Cross entropy cost function 1. Cross-entropy theory
Cross entropy is relative to entropy, as covariance and variance.
Entropy examines the expectation of a single information (distribution):
H (p) =−∑I=1NP (xi) Logp (xi)
Cross-Entropy examines the expectations of two of information (distributions):
H (P,Q) =−∑I=1NP (xi) logq (xi)
For details, please see Wiki Cross entropy
y = Tf.placeholder (Dtype=tf.float32, Shape=[none, ten]) ...
Scores = Tf.matmul (H, W) + b
probs = Tf.nn.softmax (scores)
loss =-tf.reduce_sum (Y*tf.log (probs))
2. Cross Entropy cost function
LH (x,z) =−∑k=1dxklogzk+ (1−xk) log (1−ZK)
x represents the original signal, z represents the reconstructed signal, in vector form, the length is D and can be easily transformed into a vector inner product form.

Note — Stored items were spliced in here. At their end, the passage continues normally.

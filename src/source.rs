use crate::config::AppConfig;
use crate::errors::{AppError, AppResult};
use crate::generate::{
    parse_generated_nodes, GenerationError, MindmapGenerator, NoteInput, OutlineGenerator,
    StoredResponseGenerator,
};
use crate::model::MindmapNode;
use crate::store::{self, StoreError};
use std::fs;
use std::path::{Path, PathBuf};
use tracing::debug;

/// Reads a node list file: a canonical JSON array, or a raw model response
/// wrapping one.
pub fn read_node_list(path: &Path) -> AppResult<Vec<MindmapNode>> {
    match store::load_canonical(path) {
        Ok(nodes) => Ok(nodes),
        Err(StoreError::Json(err)) => {
            debug!(error = %err, "not a plain node list, trying model response format");
            let raw = fs::read_to_string(path)?;
            Ok(parse_generated_nodes(&raw)?)
        }
        Err(err) => Err(err.into()),
    }
}

pub fn title_from_path(path: &Path) -> String {
    path.file_stem()
        .map(|stem| stem.to_string_lossy().replace(['_', '-'], " "))
        .filter(|title| !title.trim().is_empty())
        .unwrap_or_else(|| "Untitled Note".to_string())
}

/// Where a mindmap comes from, and where regeneration pulls a fresh one from.
#[derive(Debug, Clone, PartialEq)]
pub enum MapSource {
    /// A stored node list (or model response); regenerating re-reads it.
    NodeList { path: PathBuf },
    /// A plain-text note; regenerating re-derives the outline.
    Note { path: PathBuf, title: String },
}

impl MapSource {
    pub fn from_path(path: &Path, title: Option<String>) -> AppResult<Self> {
        if path.as_os_str().is_empty() {
            return Err(AppError::InvalidPath(path.to_path_buf()));
        }

        let is_json = path
            .extension()
            .is_some_and(|ext| ext.eq_ignore_ascii_case("json"));

        Ok(if is_json {
            MapSource::NodeList {
                path: path.to_path_buf(),
            }
        } else {
            MapSource::Note {
                path: path.to_path_buf(),
                title: title.unwrap_or_else(|| title_from_path(path)),
            }
        })
    }

    pub fn path(&self) -> &Path {
        match self {
            MapSource::NodeList { path } | MapSource::Note { path, .. } => path,
        }
    }

    /// Initial load.
    pub fn load(&self, config: &AppConfig) -> AppResult<Vec<MindmapNode>> {
        match self {
            MapSource::NodeList { path } => read_node_list(path),
            MapSource::Note { .. } => Ok(self.regenerate(config)?),
        }
    }

    /// Produces a fresh node list. Runs off the UI thread.
    pub fn regenerate(&self, config: &AppConfig) -> Result<Vec<MindmapNode>, GenerationError> {
        match self {
            MapSource::NodeList { path } => {
                let note = NoteInput::new(title_from_path(path), String::new());
                StoredResponseGenerator::new(path.clone()).generate(&note)
            }
            MapSource::Note { path, title } => {
                let content = fs::read_to_string(path)?;
                let generator = OutlineGenerator {
                    max_label_width: config.max_label_width,
                    max_nodes: config.max_nodes,
                };
                generator.generate(&NoteInput::new(title.clone(), content))
            }
        }
    }
}
use crate::model::MindmapNode;
use std::fs::{File, OpenOptions};
use std::io::{self, BufReader, BufWriter, Write};
use std::path::Path;
use thiserror::Error;
use tracing::debug;

#[derive(Error, Debug)]
pub enum StoreError {
    #[error("File not found: {0}")]
    FileNotFound(String),
    #[error("Permission denied: {0}")]
    PermissionDenied(String),
    #[error("I/O error: {0}")]
    GenericIo(#[from] io::Error),
    #[error("Invalid mindmap JSON: {0}")]
    Json(#[from] serde_json::Error),
}

fn classify(err: io::Error, path: &Path) -> StoreError {
    match err.kind() {
        io::ErrorKind::NotFound => StoreError::FileNotFound(path.display().to_string()),
        io::ErrorKind::PermissionDenied => StoreError::PermissionDenied(path.display().to_string()),
        _ => StoreError::GenericIo(err),
    }
}

/// Loads the canonical node list. Positions are never stored; they are
/// recomputed from this list every time.
pub fn load_canonical(path: &Path) -> Result<Vec<MindmapNode>, StoreError> {
    let file = File::open(path).map_err(|e| classify(e, path))?;
    let reader = BufReader::new(file);
    let nodes: Vec<MindmapNode> = serde_json::from_reader(reader)?;
    debug!(path = %path.display(), nodes = nodes.len(), "loaded canonical mindmap");
    Ok(nodes)
}

pub fn save_canonical(path: &Path, nodes: &[MindmapNode]) -> Result<(), StoreError> {
    let file = OpenOptions::new()
        .write(true)
        .create(true)
        .truncate(true)
        .open(path)
        .map_err(|e| classify(e, path))?;
    let mut writer = BufWriter::new(file);
    serde_json::to_writer_pretty(&mut writer, nodes)?;
    writer.write_all(b"\n")?;
    writer.flush()?;
    debug!(path = %path.display(), nodes = nodes.len(), "saved canonical mindmap");
    Ok(())
}

#[cfg(test)]
mod tests {
    use super::*;
    use tempfile::TempDir;

    #[test]
    fn test_save_and_load() {
        let dir = TempDir::new().unwrap();
        let path = dir.path().join("map.json");
        let nodes = vec![
            MindmapNode::root("root", "Economics"),
            MindmapNode::child("a", "Supply", "root", "studies"),
        ];

        save_canonical(&path, &nodes).unwrap();
        let loaded = load_canonical(&path).unwrap();
        assert_eq!(loaded, nodes);

        let raw = std::fs::read_to_string(&path).unwrap();
        assert!(!raw.contains("\"x\""));
    }

    #[test]
    fn test_missing_file() {
        let dir = TempDir::new().unwrap();
        let result = load_canonical(&dir.path().join("nope.json"));
        assert!(matches!(result, Err(StoreError::FileNotFound(_))));
    }

    #[test]
    fn test_invalid_json() {
        let dir = TempDir::new().unwrap();
        let path = dir.path().join("bad.json");
        std::fs::write(&path, "{ not json").unwrap();

        assert!(matches!(load_canonical(&path), Err(StoreError::Json(_))));
    }
}
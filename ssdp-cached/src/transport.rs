use std::io;
use std::net::{IpAddr, Ipv4Addr, SocketAddr};
use async_trait::async_trait;
use anyhow::{bail, Context, Result};
use socket2::{Domain, Protocol, SockRef, Socket, Type};
use tokio::net::UdpSocket;
use tokio::sync::Mutex;

/// Datagram transport the relay runs on
#[async_trait]
pub trait Transport: Send + Sync {
    async fn recv_from(&self, buf: &mut [u8]) -> io::Result<(usize, SocketAddr)>;

    /// Unicast send, routed normally
    async fn send_to(&self, payload: &[u8], dest: SocketAddr) -> io::Result<()>;

    /// Multicast send out of the interface owning `interface`
    async fn send_on(&self, interface: Ipv4Addr, payload: &[u8], dest: SocketAddr) -> io::Result<()>;

    /// Local interface addresses used for discovery fan-out
    fn interfaces(&self) -> Vec<Ipv4Addr>;
}

/// SSDP socket bound to the well-known port and joined to the group on
/// every interface
pub struct UdpTransport {
    socket: UdpSocket,
    interfaces: Vec<Ipv4Addr>,
    /// Held across the IP_MULTICAST_IF switch and the send that relies on it
    multicast_lock: Mutex<()>,
}

impl UdpTransport {
    /// Bind and join. `interfaces` overrides enumeration when non-empty.
    pub fn bind(group: Ipv4Addr, port: u16, interfaces: &[Ipv4Addr]) -> Result<Self> {
        let socket = Socket::new(Domain::IPV4, Type::DGRAM, Some(Protocol::UDP))
            .context("Failed to create UDP socket")?;
        socket
            .set_reuse_address(true)
            .context("Failed to set SO_REUSEADDR")?;
        socket
            .bind(&SocketAddr::from((Ipv4Addr::UNSPECIFIED, port)).into())
            .with_context(|| format!("Failed to bind UDP port {}", port))?;

        let mut interfaces = if interfaces.is_empty() {
            enumerate_interfaces()
        } else {
            interfaces.to_vec()
        };

        if interfaces.is_empty() {
            tracing::warn!("No usable interfaces found, joining {} on the default interface", group);
            socket
                .join_multicast_v4(&group, &Ipv4Addr::UNSPECIFIED)
                .with_context(|| format!("Failed to join multicast group {}", group))?;
            interfaces.push(Ipv4Addr::UNSPECIFIED);
        } else {
            interfaces.retain(|iface| match socket.join_multicast_v4(&group, iface) {
                Ok(()) => {
                    tracing::info!("Joined multicast group {} on interface {}", group, iface);
                    true
                }
                Err(e) => {
                    tracing::warn!("Failed to join multicast group {} on {}: {}", group, iface, e);
                    false
                }
            });
            if interfaces.is_empty() {
                bail!("Failed to join multicast group {} on any interface", group);
            }
        }

        // Our own discovery broadcasts must not come back as searches
        socket
            .set_multicast_loop_v4(false)
            .context("Failed to disable multicast loopback")?;
        socket
            .set_nonblocking(true)
            .context("Failed to set socket non-blocking")?;

        let socket = UdpSocket::from_std(socket.into())
            .context("Failed to register socket with tokio")?;

        Ok(Self {
            socket,
            interfaces,
            multicast_lock: Mutex::new(()),
        })
    }
}

#[async_trait]
impl Transport for UdpTransport {
    async fn recv_from(&self, buf: &mut [u8]) -> io::Result<(usize, SocketAddr)> {
        self.socket.recv_from(buf).await
    }

    async fn send_to(&self, payload: &[u8], dest: SocketAddr) -> io::Result<()> {
        self.socket.send_to(payload, dest).await.map(|_| ())
    }

    async fn send_on(&self, interface: Ipv4Addr, payload: &[u8], dest: SocketAddr) -> io::Result<()> {
        let _guard = self.multicast_lock.lock().await;
        SockRef::from(&self.socket).set_multicast_if_v4(&interface)?;
        self.socket.send_to(payload, dest).await.map(|_| ())
    }

    fn interfaces(&self) -> Vec<Ipv4Addr> {
        self.interfaces.clone()
    }
}

/// All non-loopback IPv4 interface addresses, deduplicated
pub fn enumerate_interfaces() -> Vec<Ipv4Addr> {
    let interfaces = match local_ip_address::list_afinet_netifas() {
        Ok(ifs) => ifs,
        Err(e) => {
            tracing::warn!("Failed to list network interfaces: {}", e);
            return Vec::new();
        }
    };

    let mut addrs: Vec<Ipv4Addr> = Vec::new();
    for (name, ip) in interfaces {
        if let IpAddr::V4(ipv4) = ip {
            if ipv4.is_loopback() || addrs.contains(&ipv4) {
                continue;
            }
            tracing::debug!("Found interface {} ({})", name, ipv4);
            addrs.push(ipv4);
        }
    }
    addrs
}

3. Cross-entropy and KL divergence (also known as relative entropy) intuitively, why is cross entropy a measure of of distance of two probability? Entropy, cross entropy, relative entropy (KL divergence) and its Relationship Machine Learning Foundation (58)--Shannon entropy, relative entropy (KL divergence) and cross entropy
The so-called relative, natural between two random variables. Also known as mutual entropy, Kullback–leibler divergence (K-L divergence) and so on. If P (x) and q (x) are two probability distributions of x values, the relative entropy of P to Q is:
DKL (p| | Q ===∑I=1NP (xi) Logp (xi) Q (xi) ∑I=1NP (xi) Logp (xi) −∑I=1NP (xi) logq (xi) −h (p) +h (P,Q)
(in the definition of a sparse type of Self encoder loss function, a penalty term based on the KL divergence is often defined as the following form:
H (ρ| | ρ^) =−∑j=1m[ρjlog (ρ^j) + (1−ρj) log (1−Ρ^J)]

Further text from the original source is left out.